- Exercise aim -
Every line of the records below that has the word "when" should be copied.

- Input material -
══════════

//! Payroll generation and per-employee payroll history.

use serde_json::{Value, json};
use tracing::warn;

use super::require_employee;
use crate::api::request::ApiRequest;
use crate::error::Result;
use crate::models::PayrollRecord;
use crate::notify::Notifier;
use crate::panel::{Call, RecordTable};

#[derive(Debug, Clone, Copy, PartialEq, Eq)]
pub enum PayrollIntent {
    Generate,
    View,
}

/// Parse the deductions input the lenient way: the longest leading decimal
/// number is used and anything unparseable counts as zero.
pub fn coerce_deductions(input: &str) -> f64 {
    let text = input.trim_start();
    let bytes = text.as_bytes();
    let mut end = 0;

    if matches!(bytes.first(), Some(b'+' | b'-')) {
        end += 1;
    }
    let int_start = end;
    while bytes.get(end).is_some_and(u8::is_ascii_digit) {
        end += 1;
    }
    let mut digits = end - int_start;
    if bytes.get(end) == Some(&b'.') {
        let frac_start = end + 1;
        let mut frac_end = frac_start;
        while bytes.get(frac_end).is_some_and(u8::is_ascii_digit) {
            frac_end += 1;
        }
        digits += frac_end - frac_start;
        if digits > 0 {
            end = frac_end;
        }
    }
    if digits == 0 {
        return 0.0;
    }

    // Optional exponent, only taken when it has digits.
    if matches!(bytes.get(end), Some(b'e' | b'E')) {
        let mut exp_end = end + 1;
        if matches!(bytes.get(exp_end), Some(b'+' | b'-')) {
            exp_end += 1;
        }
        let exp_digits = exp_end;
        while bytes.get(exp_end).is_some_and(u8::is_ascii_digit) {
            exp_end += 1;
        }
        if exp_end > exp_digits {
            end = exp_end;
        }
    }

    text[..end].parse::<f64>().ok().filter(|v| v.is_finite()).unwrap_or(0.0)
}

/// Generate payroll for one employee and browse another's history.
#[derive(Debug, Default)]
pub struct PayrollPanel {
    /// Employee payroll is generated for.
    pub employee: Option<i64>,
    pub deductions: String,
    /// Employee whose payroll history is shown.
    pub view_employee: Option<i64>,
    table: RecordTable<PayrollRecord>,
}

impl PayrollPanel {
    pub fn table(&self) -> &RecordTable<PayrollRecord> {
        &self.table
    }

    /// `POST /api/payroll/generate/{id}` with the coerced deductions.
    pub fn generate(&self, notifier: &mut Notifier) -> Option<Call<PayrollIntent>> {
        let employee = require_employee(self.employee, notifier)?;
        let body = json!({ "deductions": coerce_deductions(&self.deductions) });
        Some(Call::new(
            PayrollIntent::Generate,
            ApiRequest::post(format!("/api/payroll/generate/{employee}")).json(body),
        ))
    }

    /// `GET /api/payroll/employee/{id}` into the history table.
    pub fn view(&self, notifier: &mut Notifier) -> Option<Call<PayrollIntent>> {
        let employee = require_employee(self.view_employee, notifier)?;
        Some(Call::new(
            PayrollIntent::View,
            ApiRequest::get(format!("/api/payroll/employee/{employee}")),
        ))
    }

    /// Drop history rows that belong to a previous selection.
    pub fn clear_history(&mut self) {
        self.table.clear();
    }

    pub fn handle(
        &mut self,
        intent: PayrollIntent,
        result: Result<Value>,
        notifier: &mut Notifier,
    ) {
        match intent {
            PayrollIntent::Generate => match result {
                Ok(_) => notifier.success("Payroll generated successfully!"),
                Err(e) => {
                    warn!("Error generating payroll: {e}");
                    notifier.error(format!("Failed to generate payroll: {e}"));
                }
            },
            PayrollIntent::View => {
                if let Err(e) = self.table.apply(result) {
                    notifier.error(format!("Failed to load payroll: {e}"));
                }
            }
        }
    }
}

══════════

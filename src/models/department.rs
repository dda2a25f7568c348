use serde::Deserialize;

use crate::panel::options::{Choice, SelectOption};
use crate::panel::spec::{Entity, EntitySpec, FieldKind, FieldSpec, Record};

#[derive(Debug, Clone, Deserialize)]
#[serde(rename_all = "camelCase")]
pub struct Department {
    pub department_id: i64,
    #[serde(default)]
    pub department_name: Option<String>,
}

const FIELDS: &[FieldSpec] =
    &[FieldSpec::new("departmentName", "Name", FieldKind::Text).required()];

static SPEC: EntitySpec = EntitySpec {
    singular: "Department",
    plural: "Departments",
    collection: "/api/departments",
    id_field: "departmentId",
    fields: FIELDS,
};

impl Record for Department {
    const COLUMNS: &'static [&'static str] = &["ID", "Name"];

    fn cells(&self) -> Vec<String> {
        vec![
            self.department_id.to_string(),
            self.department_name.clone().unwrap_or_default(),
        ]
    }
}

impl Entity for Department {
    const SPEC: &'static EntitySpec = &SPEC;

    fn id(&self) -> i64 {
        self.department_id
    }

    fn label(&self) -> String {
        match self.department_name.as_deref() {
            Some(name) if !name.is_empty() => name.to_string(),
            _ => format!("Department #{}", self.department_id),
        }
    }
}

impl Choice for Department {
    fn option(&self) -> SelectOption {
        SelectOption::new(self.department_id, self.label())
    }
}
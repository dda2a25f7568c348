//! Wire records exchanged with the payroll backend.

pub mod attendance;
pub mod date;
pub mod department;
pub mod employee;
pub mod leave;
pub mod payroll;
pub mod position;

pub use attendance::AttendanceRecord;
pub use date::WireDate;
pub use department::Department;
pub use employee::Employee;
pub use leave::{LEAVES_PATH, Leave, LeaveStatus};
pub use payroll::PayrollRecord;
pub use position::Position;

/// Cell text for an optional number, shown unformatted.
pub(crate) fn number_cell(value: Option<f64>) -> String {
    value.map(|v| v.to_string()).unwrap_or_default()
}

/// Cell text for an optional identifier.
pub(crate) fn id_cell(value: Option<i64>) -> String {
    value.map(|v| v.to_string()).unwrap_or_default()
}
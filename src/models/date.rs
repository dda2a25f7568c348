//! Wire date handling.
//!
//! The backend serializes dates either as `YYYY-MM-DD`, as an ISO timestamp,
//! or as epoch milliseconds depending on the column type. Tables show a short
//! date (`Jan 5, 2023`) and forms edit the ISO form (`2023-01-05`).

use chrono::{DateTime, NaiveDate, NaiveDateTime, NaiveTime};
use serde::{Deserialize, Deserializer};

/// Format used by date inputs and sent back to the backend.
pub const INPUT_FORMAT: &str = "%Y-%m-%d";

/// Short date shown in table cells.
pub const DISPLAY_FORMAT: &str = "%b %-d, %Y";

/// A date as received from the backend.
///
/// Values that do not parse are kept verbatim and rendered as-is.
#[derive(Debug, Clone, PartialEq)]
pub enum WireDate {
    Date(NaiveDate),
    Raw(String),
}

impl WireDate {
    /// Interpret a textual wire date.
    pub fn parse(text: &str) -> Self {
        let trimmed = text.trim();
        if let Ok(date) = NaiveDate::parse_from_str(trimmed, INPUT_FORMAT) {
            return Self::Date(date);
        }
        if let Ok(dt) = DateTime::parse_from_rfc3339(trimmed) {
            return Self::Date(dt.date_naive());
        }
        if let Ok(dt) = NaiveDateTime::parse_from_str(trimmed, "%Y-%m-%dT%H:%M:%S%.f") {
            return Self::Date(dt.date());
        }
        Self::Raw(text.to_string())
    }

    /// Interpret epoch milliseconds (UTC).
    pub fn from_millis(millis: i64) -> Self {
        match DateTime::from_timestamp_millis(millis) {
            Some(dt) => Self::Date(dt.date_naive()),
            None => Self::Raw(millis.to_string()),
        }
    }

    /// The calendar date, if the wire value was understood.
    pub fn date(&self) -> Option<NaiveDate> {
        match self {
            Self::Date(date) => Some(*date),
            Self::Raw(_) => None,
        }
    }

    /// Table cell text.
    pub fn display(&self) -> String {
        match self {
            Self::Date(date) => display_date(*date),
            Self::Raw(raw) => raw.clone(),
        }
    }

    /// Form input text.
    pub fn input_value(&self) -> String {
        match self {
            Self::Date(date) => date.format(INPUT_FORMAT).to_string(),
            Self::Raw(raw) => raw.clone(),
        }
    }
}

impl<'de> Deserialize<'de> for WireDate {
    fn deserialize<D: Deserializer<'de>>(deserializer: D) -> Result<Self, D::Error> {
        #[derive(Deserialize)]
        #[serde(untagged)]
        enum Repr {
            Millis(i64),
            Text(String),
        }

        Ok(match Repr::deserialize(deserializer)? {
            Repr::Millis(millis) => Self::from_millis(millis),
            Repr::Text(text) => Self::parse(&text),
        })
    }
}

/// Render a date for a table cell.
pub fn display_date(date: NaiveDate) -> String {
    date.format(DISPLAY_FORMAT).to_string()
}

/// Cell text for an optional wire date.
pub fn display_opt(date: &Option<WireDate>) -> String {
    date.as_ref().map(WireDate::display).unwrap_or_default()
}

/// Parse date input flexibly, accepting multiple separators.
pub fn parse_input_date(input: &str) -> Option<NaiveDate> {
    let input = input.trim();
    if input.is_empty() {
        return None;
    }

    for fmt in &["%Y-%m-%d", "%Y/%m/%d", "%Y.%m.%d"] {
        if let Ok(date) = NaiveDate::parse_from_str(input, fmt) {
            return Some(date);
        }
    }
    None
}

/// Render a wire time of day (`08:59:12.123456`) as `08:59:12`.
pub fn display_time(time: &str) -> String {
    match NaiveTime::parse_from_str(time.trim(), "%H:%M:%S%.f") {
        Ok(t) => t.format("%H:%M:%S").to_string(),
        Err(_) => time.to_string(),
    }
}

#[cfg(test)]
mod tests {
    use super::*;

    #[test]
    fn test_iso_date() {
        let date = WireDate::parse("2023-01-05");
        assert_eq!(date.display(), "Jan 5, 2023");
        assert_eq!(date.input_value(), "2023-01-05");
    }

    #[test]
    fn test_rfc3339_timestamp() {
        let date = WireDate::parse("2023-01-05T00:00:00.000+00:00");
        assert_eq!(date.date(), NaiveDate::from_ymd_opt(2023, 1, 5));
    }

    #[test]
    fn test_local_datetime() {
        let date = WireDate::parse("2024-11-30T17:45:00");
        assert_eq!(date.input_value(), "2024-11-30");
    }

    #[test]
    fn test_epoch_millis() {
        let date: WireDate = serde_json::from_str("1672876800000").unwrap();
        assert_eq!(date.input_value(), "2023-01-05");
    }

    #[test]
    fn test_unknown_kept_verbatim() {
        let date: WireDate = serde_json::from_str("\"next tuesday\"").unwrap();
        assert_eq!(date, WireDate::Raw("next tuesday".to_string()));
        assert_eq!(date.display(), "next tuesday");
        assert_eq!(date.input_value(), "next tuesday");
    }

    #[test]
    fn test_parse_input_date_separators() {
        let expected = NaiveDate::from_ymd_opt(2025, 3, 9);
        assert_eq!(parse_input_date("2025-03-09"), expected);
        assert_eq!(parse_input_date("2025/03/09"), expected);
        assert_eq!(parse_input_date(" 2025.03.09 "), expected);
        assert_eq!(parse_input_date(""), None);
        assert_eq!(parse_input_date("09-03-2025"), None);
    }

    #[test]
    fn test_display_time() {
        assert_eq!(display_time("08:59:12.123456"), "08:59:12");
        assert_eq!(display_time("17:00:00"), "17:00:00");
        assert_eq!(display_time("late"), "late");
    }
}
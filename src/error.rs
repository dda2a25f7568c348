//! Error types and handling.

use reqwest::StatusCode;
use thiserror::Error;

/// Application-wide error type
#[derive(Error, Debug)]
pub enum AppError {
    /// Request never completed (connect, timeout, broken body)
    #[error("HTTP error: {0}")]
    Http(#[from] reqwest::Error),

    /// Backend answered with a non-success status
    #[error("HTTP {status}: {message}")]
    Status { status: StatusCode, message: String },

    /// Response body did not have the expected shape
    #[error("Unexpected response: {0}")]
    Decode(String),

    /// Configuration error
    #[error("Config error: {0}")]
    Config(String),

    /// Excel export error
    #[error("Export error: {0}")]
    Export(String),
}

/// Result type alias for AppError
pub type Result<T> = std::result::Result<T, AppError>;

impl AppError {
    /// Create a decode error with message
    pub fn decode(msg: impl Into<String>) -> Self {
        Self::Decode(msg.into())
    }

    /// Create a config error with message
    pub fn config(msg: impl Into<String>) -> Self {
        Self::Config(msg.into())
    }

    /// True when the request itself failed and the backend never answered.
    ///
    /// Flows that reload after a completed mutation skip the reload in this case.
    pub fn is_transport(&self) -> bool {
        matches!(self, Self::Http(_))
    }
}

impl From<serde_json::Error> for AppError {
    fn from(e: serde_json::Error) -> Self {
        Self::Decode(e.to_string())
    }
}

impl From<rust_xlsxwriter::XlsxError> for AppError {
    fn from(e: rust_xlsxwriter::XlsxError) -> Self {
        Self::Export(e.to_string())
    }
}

══════════

- Response box -
    // Optional exponent, only taken when it has digits.
    /// True when the request itself failed and the backend never answered.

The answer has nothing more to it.